**Material for this exercise**
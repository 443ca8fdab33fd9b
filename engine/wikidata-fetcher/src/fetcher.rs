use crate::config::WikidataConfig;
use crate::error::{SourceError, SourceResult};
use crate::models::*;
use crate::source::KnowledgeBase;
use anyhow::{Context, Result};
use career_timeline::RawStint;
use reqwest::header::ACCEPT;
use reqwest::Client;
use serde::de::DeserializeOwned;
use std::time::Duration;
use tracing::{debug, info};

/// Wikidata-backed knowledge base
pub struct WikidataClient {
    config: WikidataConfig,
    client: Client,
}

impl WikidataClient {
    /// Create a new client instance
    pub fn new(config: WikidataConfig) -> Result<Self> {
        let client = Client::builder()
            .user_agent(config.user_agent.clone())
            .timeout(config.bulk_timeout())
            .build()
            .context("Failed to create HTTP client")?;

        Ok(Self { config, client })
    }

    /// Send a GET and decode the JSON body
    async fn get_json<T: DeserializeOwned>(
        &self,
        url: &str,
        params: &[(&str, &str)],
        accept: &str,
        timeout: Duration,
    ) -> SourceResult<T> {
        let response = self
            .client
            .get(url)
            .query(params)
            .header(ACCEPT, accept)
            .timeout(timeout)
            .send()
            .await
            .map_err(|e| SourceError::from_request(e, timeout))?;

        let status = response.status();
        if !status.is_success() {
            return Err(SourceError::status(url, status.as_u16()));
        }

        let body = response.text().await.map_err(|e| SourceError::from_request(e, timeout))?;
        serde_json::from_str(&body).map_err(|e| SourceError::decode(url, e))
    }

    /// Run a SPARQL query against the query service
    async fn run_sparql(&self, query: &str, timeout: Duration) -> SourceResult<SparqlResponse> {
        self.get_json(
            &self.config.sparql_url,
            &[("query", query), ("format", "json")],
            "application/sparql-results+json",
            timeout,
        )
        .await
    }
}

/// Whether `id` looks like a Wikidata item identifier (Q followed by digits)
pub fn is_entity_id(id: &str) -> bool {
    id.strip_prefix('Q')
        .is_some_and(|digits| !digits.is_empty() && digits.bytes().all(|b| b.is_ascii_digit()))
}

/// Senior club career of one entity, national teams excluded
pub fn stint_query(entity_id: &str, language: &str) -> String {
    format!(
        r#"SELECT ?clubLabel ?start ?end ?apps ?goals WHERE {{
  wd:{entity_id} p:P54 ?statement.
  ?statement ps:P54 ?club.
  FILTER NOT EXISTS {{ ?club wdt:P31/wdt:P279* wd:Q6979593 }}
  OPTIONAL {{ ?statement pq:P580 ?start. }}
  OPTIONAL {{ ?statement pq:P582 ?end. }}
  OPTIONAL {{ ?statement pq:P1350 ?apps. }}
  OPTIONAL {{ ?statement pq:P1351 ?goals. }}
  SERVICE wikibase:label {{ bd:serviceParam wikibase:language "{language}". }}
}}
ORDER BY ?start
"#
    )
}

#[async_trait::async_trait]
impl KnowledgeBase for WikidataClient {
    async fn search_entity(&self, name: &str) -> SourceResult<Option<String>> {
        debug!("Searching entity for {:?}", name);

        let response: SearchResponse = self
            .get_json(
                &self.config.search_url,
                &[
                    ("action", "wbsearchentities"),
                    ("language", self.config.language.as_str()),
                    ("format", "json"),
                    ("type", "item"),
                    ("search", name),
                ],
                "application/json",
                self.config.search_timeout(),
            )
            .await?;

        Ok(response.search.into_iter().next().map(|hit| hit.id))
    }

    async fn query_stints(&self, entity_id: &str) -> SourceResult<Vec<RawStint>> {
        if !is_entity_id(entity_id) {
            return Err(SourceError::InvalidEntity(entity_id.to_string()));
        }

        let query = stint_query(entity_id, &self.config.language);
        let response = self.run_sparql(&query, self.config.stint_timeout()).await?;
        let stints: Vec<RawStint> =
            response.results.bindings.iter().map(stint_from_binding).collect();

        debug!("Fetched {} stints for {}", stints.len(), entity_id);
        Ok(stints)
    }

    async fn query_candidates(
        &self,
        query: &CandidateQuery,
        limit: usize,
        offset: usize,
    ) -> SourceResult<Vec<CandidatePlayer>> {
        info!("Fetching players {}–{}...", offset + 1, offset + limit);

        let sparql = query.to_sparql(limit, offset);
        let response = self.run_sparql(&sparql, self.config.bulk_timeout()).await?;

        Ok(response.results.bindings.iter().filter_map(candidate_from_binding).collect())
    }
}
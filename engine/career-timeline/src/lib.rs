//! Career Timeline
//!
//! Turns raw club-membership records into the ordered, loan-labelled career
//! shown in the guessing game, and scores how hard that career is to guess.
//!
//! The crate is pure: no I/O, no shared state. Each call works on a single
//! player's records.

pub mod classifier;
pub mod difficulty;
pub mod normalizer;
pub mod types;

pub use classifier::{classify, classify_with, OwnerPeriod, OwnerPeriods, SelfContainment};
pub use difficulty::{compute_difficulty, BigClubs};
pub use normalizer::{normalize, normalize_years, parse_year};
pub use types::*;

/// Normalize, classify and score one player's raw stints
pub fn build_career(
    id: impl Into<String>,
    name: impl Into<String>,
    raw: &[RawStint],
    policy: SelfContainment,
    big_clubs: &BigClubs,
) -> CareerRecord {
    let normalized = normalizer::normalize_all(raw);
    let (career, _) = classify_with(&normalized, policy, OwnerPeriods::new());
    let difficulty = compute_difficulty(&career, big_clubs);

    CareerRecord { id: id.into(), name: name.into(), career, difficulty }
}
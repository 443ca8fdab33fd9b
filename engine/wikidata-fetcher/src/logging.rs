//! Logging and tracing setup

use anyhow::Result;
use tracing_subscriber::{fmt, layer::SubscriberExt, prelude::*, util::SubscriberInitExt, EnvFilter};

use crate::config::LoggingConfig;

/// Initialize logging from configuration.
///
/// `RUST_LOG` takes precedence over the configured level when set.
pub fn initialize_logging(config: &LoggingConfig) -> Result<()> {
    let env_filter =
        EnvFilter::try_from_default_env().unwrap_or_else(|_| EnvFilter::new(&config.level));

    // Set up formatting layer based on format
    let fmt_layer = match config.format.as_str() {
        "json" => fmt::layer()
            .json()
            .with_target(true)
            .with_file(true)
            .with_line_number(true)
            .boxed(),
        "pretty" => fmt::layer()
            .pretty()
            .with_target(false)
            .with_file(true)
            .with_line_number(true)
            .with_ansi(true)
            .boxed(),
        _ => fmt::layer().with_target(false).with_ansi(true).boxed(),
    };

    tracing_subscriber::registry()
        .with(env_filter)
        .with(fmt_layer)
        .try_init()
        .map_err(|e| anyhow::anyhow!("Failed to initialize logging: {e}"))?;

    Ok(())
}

**Problem details**
In how many lines above does the word "item" appear? Answer with only the number.

**Reply to the task**
2